Longer summers associated with global warming are causing some mosquitoes to evolve so that they enter their winter dormancy later, according to researchers at the University of Oregon. These findings provide the first example of a genetic shift for a seasonally related trait, they claim. William Bradshaw and Christina Holzapfel studied the pitcher-plant mosquito, Wyeomyia smithii, under laboratory conditions. These insects survive the winter by entering their pupae and lying dormant until spring. Day length (photoperiod), an indicator of seasonal change, drives mosquito behavior, the authors say. That is, shortening days trigger the onset of dormancy. The team found that the mosquitoes now enter their dormant phase 8 to 10 days later than they did in the 1970s. The shift was detectable over a time interval as short as five years. Bradshaw and Holzapfel believe that those insects that have adapted to longer summers by delaying dormancy until the days are shorter, can stay active for longer. “This response to day length is a highly heritable trait that is subject to natural selection. Populations are responding genetically, that is, evolving, as a consequence of selection for shorter critical photoperiods due, presumably, to longer growing seasons generated by climate warming,” says Bradshaw. According to the authors, variation in populations has two sources: genetic and environmental. They say that by controlling conditions in the lab, they factored out all possible environmental sources of variation, revealing the genetic differences. The insects that enter dormancy later have an advantage over the others and can pass this on to their offspring. They are able to continue to reproduce longer, leaving more offspring, and can accumulate more nutritional reserves. (Proc. Natl. Acad. Sci. U.S.A. 2001, 98, 14,509–14,511)

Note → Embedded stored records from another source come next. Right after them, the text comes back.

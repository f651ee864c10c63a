use crate::domain::directory::{
    Grade, GradeId, NewParent, Parent, ParentId, PaymentId, School, SchoolId,
};
use crate::domain::payment::{Amount, BillingMonth, NewPayment, Payment};
use crate::domain::ports::{DirectoryStore, PaymentStore};
use crate::error::{PaymentError, Result};
use async_trait::async_trait;
use rocksdb::{ColumnFamily, ColumnFamilyDescriptor, DB, Options, WriteBatch};
use serde::Serialize;
use serde::de::DeserializeOwned;
use std::path::Path;
use std::sync::Arc;
use tokio::sync::Mutex;

pub const CF_SCHOOLS: &str = "schools";
pub const CF_GRADES: &str = "grades";
pub const CF_PARENTS: &str = "parents";
pub const CF_PAYMENTS: &str = "payments";
/// Secondary index `<parent_id>:<YYYY-MM>` -> payment id.
pub const CF_PAYMENT_KEYS: &str = "payment_keys";
/// Id counters, one key per entity kind.
pub const CF_META: &str = "meta";

const ALL_CFS: [&str; 6] = [
    CF_SCHOOLS,
    CF_GRADES,
    CF_PARENTS,
    CF_PAYMENTS,
    CF_PAYMENT_KEYS,
    CF_META,
];

/// A persistent store implementation using RocksDB.
///
/// Every entity kind lives in its own Column Family, values are JSON.
/// Writes that allocate ids or touch the payment index go through a single
/// async mutex and land in one `WriteBatch`, which makes the
/// `(parent, month)` check-then-insert atomic.
///
/// This struct is thread-safe (`Clone` shares the underlying `Arc<DB>`).
#[derive(Clone)]
pub struct RocksDBStore {
    db: Arc<DB>,
    write_lock: Arc<Mutex<()>>,
}

impl RocksDBStore {
    /// Opens or creates a RocksDB instance at the specified path, creating
    /// any missing column families.
    pub fn open<P: AsRef<Path>>(path: P) -> Result<Self> {
        let mut opts = Options::default();
        opts.create_if_missing(true);
        opts.create_missing_column_families(true);

        let descriptors = ALL_CFS
            .iter()
            .map(|name| ColumnFamilyDescriptor::new(*name, Options::default()))
            .collect::<Vec<_>>();
        let db = DB::open_cf_descriptors(&opts, path, descriptors)?;

        Ok(Self {
            db: Arc::new(db),
            write_lock: Arc::new(Mutex::new(())),
        })
    }

    fn cf(&self, name: &'static str) -> Result<&ColumnFamily> {
        self.db.cf_handle(name).ok_or_else(|| {
            PaymentError::InternalError(Box::new(std::io::Error::other(format!(
                "Column family '{}' not found",
                name
            ))))
        })
    }

    fn get_json<T: DeserializeOwned>(&self, cf: &'static str, id: u64) -> Result<Option<T>> {
        match self.db.get_cf(self.cf(cf)?, id.to_be_bytes())? {
            Some(bytes) => Ok(Some(serde_json::from_slice(&bytes)?)),
            None => Ok(None),
        }
    }

    fn scan_json<T: DeserializeOwned>(&self, cf: &'static str) -> Result<Vec<T>> {
        let mut items = Vec::new();
        for item in self.db.iterator_cf(self.cf(cf)?, rocksdb::IteratorMode::Start) {
            let (_key, value) = item?;
            items.push(serde_json::from_slice(&value)?);
        }
        Ok(items)
    }

    fn put_json<T: Serialize>(
        &self,
        batch: &mut WriteBatch,
        cf: &'static str,
        id: u64,
        value: &T,
    ) -> Result<()> {
        batch.put_cf(self.cf(cf)?, id.to_be_bytes(), serde_json::to_vec(value)?);
        Ok(())
    }

    /// Bumps the counter for `kind`. Callers must hold `write_lock`.
    fn next_id(&self, batch: &mut WriteBatch, kind: &str) -> Result<u64> {
        let meta = self.cf(CF_META)?;
        let current = match self.db.get_cf(meta, kind)? {
            Some(bytes) => {
                let raw: [u8; 8] = bytes.as_slice().try_into().map_err(|_| {
                    PaymentError::InternalError(Box::new(std::io::Error::other(format!(
                        "Corrupt id counter for '{}'",
                        kind
                    ))))
                })?;
                u64::from_be_bytes(raw)
            }
            None => 0,
        };
        let next = current + 1;
        batch.put_cf(meta, kind, next.to_be_bytes());
        Ok(next)
    }

    fn payment_key(parent_id: ParentId, month: BillingMonth) -> String {
        format!("{}:{}", parent_id, month)
    }
}

#[async_trait]
impl DirectoryStore for RocksDBStore {
    async fn insert_school(&self, name: String) -> Result<School> {
        let _guard = self.write_lock.lock().await;
        let mut batch = WriteBatch::default();
        let school = School {
            id: SchoolId(self.next_id(&mut batch, CF_SCHOOLS)?),
            name,
        };
        self.put_json(&mut batch, CF_SCHOOLS, school.id.0, &school)?;
        self.db.write(batch)?;
        Ok(school)
    }

    async fn insert_grade(
        &self,
        school_id: SchoolId,
        name: String,
        monthly_payment: Amount,
    ) -> Result<Grade> {
        let _guard = self.write_lock.lock().await;
        if self.get_json::<School>(CF_SCHOOLS, school_id.0)?.is_none() {
            return Err(PaymentError::not_found("School", school_id));
        }
        let mut batch = WriteBatch::default();
        let grade = Grade {
            id: GradeId(self.next_id(&mut batch, CF_GRADES)?),
            school_id,
            name,
            monthly_payment,
        };
        self.put_json(&mut batch, CF_GRADES, grade.id.0, &grade)?;
        self.db.write(batch)?;
        Ok(grade)
    }

    async fn update_grade(&self, grade: Grade) -> Result<()> {
        let _guard = self.write_lock.lock().await;
        if self.get_json::<Grade>(CF_GRADES, grade.id.0)?.is_none() {
            return Err(PaymentError::not_found("Grade", grade.id));
        }
        let mut batch = WriteBatch::default();
        self.put_json(&mut batch, CF_GRADES, grade.id.0, &grade)?;
        self.db.write(batch)?;
        Ok(())
    }

    async fn insert_parent(&self, parent: NewParent) -> Result<Parent> {
        let _guard = self.write_lock.lock().await;
        if let Some(grade_id) = parent.grade_id
            && self.get_json::<Grade>(CF_GRADES, grade_id.0)?.is_none()
        {
            return Err(PaymentError::not_found("Grade", grade_id));
        }
        let mut batch = WriteBatch::default();
        let parent = parent.into_parent(ParentId(self.next_id(&mut batch, CF_PARENTS)?));
        self.put_json(&mut batch, CF_PARENTS, parent.id.0, &parent)?;
        self.db.write(batch)?;
        Ok(parent)
    }

    async fn find_schools(&self) -> Result<Vec<School>> {
        self.scan_json(CF_SCHOOLS)
    }

    async fn find_school(&self, id: SchoolId) -> Result<Option<School>> {
        self.get_json(CF_SCHOOLS, id.0)
    }

    async fn find_grades(&self, school_id: SchoolId) -> Result<Vec<Grade>> {
        let grades: Vec<Grade> = self.scan_json(CF_GRADES)?;
        Ok(grades
            .into_iter()
            .filter(|g| g.school_id == school_id)
            .collect())
    }

    async fn find_grade(&self, id: GradeId) -> Result<Option<Grade>> {
        self.get_json(CF_GRADES, id.0)
    }

    async fn find_parent(&self, id: ParentId) -> Result<Option<Parent>> {
        self.get_json(CF_PARENTS, id.0)
    }

    async fn find_active_parents(&self) -> Result<Vec<Parent>> {
        let parents: Vec<Parent> = self.scan_json(CF_PARENTS)?;
        Ok(parents.into_iter().filter(|p| p.active).collect())
    }

    async fn find_parents_with_chat_address(&self) -> Result<Vec<Parent>> {
        let parents: Vec<Parent> = self.scan_json(CF_PARENTS)?;
        Ok(parents.into_iter().filter(Parent::can_be_notified).collect())
    }
}

#[async_trait]
impl PaymentStore for RocksDBStore {
    async fn find_payment(
        &self,
        parent_id: ParentId,
        month: BillingMonth,
    ) -> Result<Option<Payment>> {
        let key = Self::payment_key(parent_id, month);
        match self.db.get_cf(self.cf(CF_PAYMENT_KEYS)?, key)? {
            Some(bytes) => {
                let id: u64 = serde_json::from_slice(&bytes)?;
                self.get_json(CF_PAYMENTS, id)
            }
            None => Ok(None),
        }
    }

    async fn get_payment(&self, id: PaymentId) -> Result<Option<Payment>> {
        self.get_json(CF_PAYMENTS, id.0)
    }

    async fn insert_payment(&self, payment: NewPayment) -> Result<Payment> {
        let _guard = self.write_lock.lock().await;
        let keys = self.cf(CF_PAYMENT_KEYS)?;
        let key = Self::payment_key(payment.parent_id, payment.month);
        // Just check if the key exists without retrieving the value
        if self.db.get_pinned_cf(keys, &key)?.is_some() {
            return Err(PaymentError::Duplicate {
                parent_id: payment.parent_id.0,
                month: payment.month.to_string(),
            });
        }

        let mut batch = WriteBatch::default();
        let payment = payment.into_payment(PaymentId(self.next_id(&mut batch, CF_PAYMENTS)?));
        self.put_json(&mut batch, CF_PAYMENTS, payment.id().0, &payment)?;
        batch.put_cf(keys, key, serde_json::to_vec(&payment.id().0)?);
        self.db.write(batch)?;
        Ok(payment)
    }

    async fn update_payment(&self, payment: Payment) -> Result<()> {
        let _guard = self.write_lock.lock().await;
        let id = payment.id();
        match self.get_json::<Payment>(CF_PAYMENTS, id.0)? {
            None => return Err(PaymentError::not_found("Payment", id)),
            // The key index points at this record; parent and month are fixed.
            Some(existing) if !existing.same_obligation(&payment) => {
                return Err(PaymentError::InvalidState(format!(
                    "payment {} cannot change parent or month",
                    id
                )));
            }
            Some(_) => {}
        }
        let mut batch = WriteBatch::default();
        self.put_json(&mut batch, CF_PAYMENTS, id.0, &payment)?;
        self.db.write(batch)?;
        Ok(())
    }

    async fn find_unpaid_payments(&self, month: Option<BillingMonth>) -> Result<Vec<Payment>> {
        let payments: Vec<Payment> = self.scan_json(CF_PAYMENTS)?;
        Ok(payments
            .into_iter()
            .filter(|p| !p.is_paid() && month.is_none_or(|m| p.month() == m))
            .collect())
    }

    async fn find_paid_payments(&self) -> Result<Vec<Payment>> {
        let payments: Vec<Payment> = self.scan_json(CF_PAYMENTS)?;
        Ok(payments.into_iter().filter(Payment::is_paid).collect())
    }
}

#[cfg(test)]
mod tests {
    use super::*;
    use chrono::{NaiveDate, Utc};
    use rust_decimal_macros::dec;
    use tempfile::tempdir;

    fn new_payment(parent: ParentId) -> NewPayment {
        NewPayment {
            parent_id: parent,
            month: "2024-03".parse().unwrap(),
            amount: Amount::new(dec!(3800)).unwrap(),
            due_date: NaiveDate::from_ymd_opt(2024, 3, 10).unwrap(),
        }
    }

    #[tokio::test]
    async fn test_rocksdb_open_cf() {
        let dir = tempdir().unwrap();
        let store = RocksDBStore::open(dir.path()).expect("Failed to open RocksDB");

        for name in ALL_CFS {
            assert!(store.db.cf_handle(name).is_some());
        }
    }

    #[tokio::test]
    async fn test_rocksdb_directory_store() {
        let dir = tempdir().unwrap();
        let store = RocksDBStore::open(dir.path()).unwrap();

        let school = store.insert_school("Школа №26".to_string()).await.unwrap();
        let grade = store
            .insert_grade(school.id, "1 класс".to_string(), Amount::new(dec!(3800)).unwrap())
            .await
            .unwrap();
        let parent = store
            .insert_parent(NewParent::new("Ирина", "Саша").unwrap().with_grade(grade.id))
            .await
            .unwrap();

        assert_eq!(store.find_schools().await.unwrap(), vec![school.clone()]);
        assert_eq!(store.find_grades(school.id).await.unwrap(), vec![grade]);
        assert_eq!(store.find_parent(parent.id).await.unwrap(), Some(parent));
        assert!(store.find_school(SchoolId(42)).await.unwrap().is_none());
    }

    #[tokio::test]
    async fn test_rocksdb_payment_store() {
        let dir = tempdir().unwrap();
        let store = RocksDBStore::open(dir.path()).unwrap();

        let mut payment = store.insert_payment(new_payment(ParentId(1))).await.unwrap();
        assert!(matches!(
            store.insert_payment(new_payment(ParentId(1))).await,
            Err(PaymentError::Duplicate { .. })
        ));

        payment.mark_paid(Utc::now());
        store.update_payment(payment.clone()).await.unwrap();

        let found = store
            .find_payment(ParentId(1), "2024-03".parse().unwrap())
            .await
            .unwrap();
        assert_eq!(found, Some(payment.clone()));
        assert_eq!(store.find_paid_payments().await.unwrap(), vec![payment]);
        assert!(store.find_unpaid_payments(None).await.unwrap().is_empty());
    }

    #[tokio::test]
    async fn test_rocksdb_reopen_keeps_counters() {
        let dir = tempdir().unwrap();
        {
            let store = RocksDBStore::open(dir.path()).unwrap();
            store.insert_payment(new_payment(ParentId(1))).await.unwrap();
        }
        let store = RocksDBStore::open(dir.path()).unwrap();
        let second = store.insert_payment(new_payment(ParentId(2))).await.unwrap();
        assert_eq!(second.id(), PaymentId(2));
    }

    #[tokio::test]
    async fn test_rocksdb_update_keeps_parent_and_month() {
        let dir = tempdir().unwrap();
        let store = RocksDBStore::open(dir.path()).unwrap();
        let march = store.insert_payment(new_payment(ParentId(1))).await.unwrap();

        let april_month: BillingMonth = "2024-04".parse().unwrap();
        let april = NewPayment {
            month: april_month,
            ..new_payment(ParentId(1))
        };
        let moved = april.clone().into_payment(march.id());
        assert!(matches!(
            store.update_payment(moved).await,
            Err(PaymentError::InvalidState(_))
        ));

        store.insert_payment(april).await.unwrap();
        assert_eq!(
            store.find_unpaid_payments(Some(april_month)).await.unwrap().len(),
            1
        );
        let stored = store
            .find_payment(ParentId(1), "2024-03".parse().unwrap())
            .await
            .unwrap();
        assert_eq!(stored, Some(march));
    }
}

Arsenic: The missing link? Researchers have discovered a mechanism that may explain the link between long-term exposure to arsenic in drinking water and cancer of the bladder, lungs, skin, kidney, nasal passages, liver, and prostate. Paradoxically, the mechanism that empowers arsenic as a tumor promoter also seems to be closely linked to arsenic’s effectiveness in treating some forms of leukemia. The findings could have implications for the U.S. EPA’s new 10 partsper-billion (ppb) rule for arsenic in drinking water. Although the lowest concentration of arsenic trioxide used in this latest experiment by WenChien Chou of Johns Hopkins University and colleagues was 20 ppb, the researchers say this same mechanism could play a role in chronic exposure to arsenic at very low levels. Studying arsenic trioxide’s exposure on various cell lines, including leukemia, cervical cancer, and breast cancer, Chou and colleagues observed a marked decrease in telomerase activity. Telomerase is an enzyme that maintains the length of chromosomal ends, or telomeres, which otherwise would become progressively shorter after each cell division. For most advanced tumors, telomere maintenance is essential for continued proliferation. In healthy, noncancerous cells, however, the loss of telomeres could lead to genomic instabilities and the formation of cancerous cells. The researchers found that arsenic inhibits the transcription of the human gene, hTERT, which in turn inhibits telomerase expression. The inhibition was dose-related and occurred with arsenic concentrations at or lower than those measured in plasma taken from human subjects exposed to the metal in pharmacokinetic studies. The authors believe that the inhibition of hTERT is the result of decreased activity of c-Myc and Sp1 transcription factors—proteins that promote the conversion of DNA sequences into corresponding RNA—in the exposed cultures. However, this explanation leaves open the questions of why other processes in which Sp1 plays a role are less affected by arsenic and whether the inhibitory effect of arsenic on other genes may also contribute to the decrease in hTERT expression and telomere maintenance. (J. Clin. Invest. 2001, 108, 1541–1547).